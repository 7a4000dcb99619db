//! Pitch Club Back binary entrypoint wiring REST, SSE, and the fixture store layers.

use std::{env, net::SocketAddr, sync::Arc};

use anyhow::Context;
use axum::Router;
use tokio::net::TcpListener;
use tower_http::{cors::CorsLayer, trace::TraceLayer};
use tracing::{info, warn};
use tracing_subscriber::{layer::SubscriberExt, util::SubscriberInitExt};

#[cfg(feature = "mongo-store")]
use pitch_club_back::dao::fixture_store::mongodb::{MongoConfig, MongoFixtureStore};
use pitch_club_back::{
    config::AppConfig,
    dao::{
        fixture_store::{FixtureStore, memory::InMemoryFixtureStore},
        storage::StorageError,
    },
    routes,
    services::{change_feed, storage_supervisor},
    state::{AppState, SharedState},
};

#[tokio::main]
async fn main() -> anyhow::Result<()> {
    init_tracing();

    let app_state = AppState::new(AppConfig::load());

    spawn_store_supervisor(app_state.clone()).await?;
    tokio::spawn(change_feed::run(app_state.clone()));

    let app = build_router(app_state);

    let port = env::var("PORT")
        .or_else(|_| env::var("SERVER_PORT"))
        .ok()
        .and_then(|value| value.parse::<u16>().ok())
        .unwrap_or(8080);

    let addr = SocketAddr::from(([0, 0, 0, 0], port));
    info!(%addr, "starting server");

    let listener = TcpListener::bind(addr).await.context("binding server")?;
    let service = app.into_make_service();
    axum::serve(listener, service)
        .with_graceful_shutdown(shutdown_signal())
        .await
        .context("serving axum")?;

    Ok(())
}

/// Pick the backend from `STORE_BACKEND` (`memory` or `mongo`) and start the
/// supervisor that connects, seeds and health-checks it.
async fn spawn_store_supervisor(state: SharedState) -> anyhow::Result<()> {
    let backend = env::var("STORE_BACKEND").unwrap_or_else(|_| default_backend().into());

    match backend.as_str() {
        "memory" => {
            warn!("using the in-memory fixture store; data is lost on restart");
            let store = InMemoryFixtureStore::new();
            tokio::spawn(storage_supervisor::run(state, move || {
                let store = store.clone();
                async move { Ok::<_, StorageError>(Arc::new(store) as Arc<dyn FixtureStore>) }
            }));
        }
        #[cfg(feature = "mongo-store")]
        "mongo" => {
            let config = MongoConfig::from_env()
                .await
                .context("reading MongoDB configuration")?;
            info!(database = %config.database_name, "using the MongoDB fixture store");
            tokio::spawn(storage_supervisor::run(state, move || {
                let config = config.clone();
                async move {
                    let store = MongoFixtureStore::connect(config)
                        .await
                        .map_err(StorageError::from)?;
                    Ok::<_, StorageError>(Arc::new(store) as Arc<dyn FixtureStore>)
                }
            }));
        }
        other => anyhow::bail!("unsupported STORE_BACKEND `{other}`"),
    }

    Ok(())
}

fn default_backend() -> &'static str {
    if cfg!(feature = "mongo-store") {
        "mongo"
    } else {
        "memory"
    }
}

/// Build the top-level router and attach cross-cutting middleware layers.
fn build_router(state: SharedState) -> Router<()> {
    routes::router(state)
        .layer(CorsLayer::permissive())
        .layer(TraceLayer::new_for_http())
}

/// Configure tracing subscribers so logs include spans by default.
fn init_tracing() {
    let env_filter = tracing_subscriber::EnvFilter::try_from_default_env()
        .unwrap_or_else(|_| "info,tower_http=debug".into());
    tracing_subscriber::registry()
        .with(env_filter)
        .with(tracing_subscriber::fmt::layer())
        .init();
}

/// Wait for Ctrl+C or SIGTERM and shut the server down gracefully.
async fn shutdown_signal() {
    #[cfg(unix)]
    {
        use tokio::signal::unix::{SignalKind, signal};

        match signal(SignalKind::terminate()) {
            Ok(mut term) => {
                tokio::select! {
                    _ = tokio::signal::ctrl_c() => {},
                    _ = term.recv() => {},
                }
            }
            Err(err) => {
                warn!(error = %err, "failed to install SIGTERM handler; waiting for Ctrl+C");
                let _ = tokio::signal::ctrl_c().await;
            }
        }
    }

    #[cfg(not(unix))]
    {
        let _ = tokio::signal::ctrl_c().await;
    }
}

▸ EXERCISE DESCRIPTION: Each line from the top of the records down to the one with "use tokio::net::TcpListener;" must be retyped exactly; include both ends and nothing else.

▸ RESPONSE:
repository 7a4000dcb99619db
//! Pitch Club Back binary entrypoint wiring REST, SSE, and the fixture store layers.

use std::{env, net::SocketAddr, sync::Arc};

use anyhow::Context;
use axum::Router;
use tokio::net::TcpListener;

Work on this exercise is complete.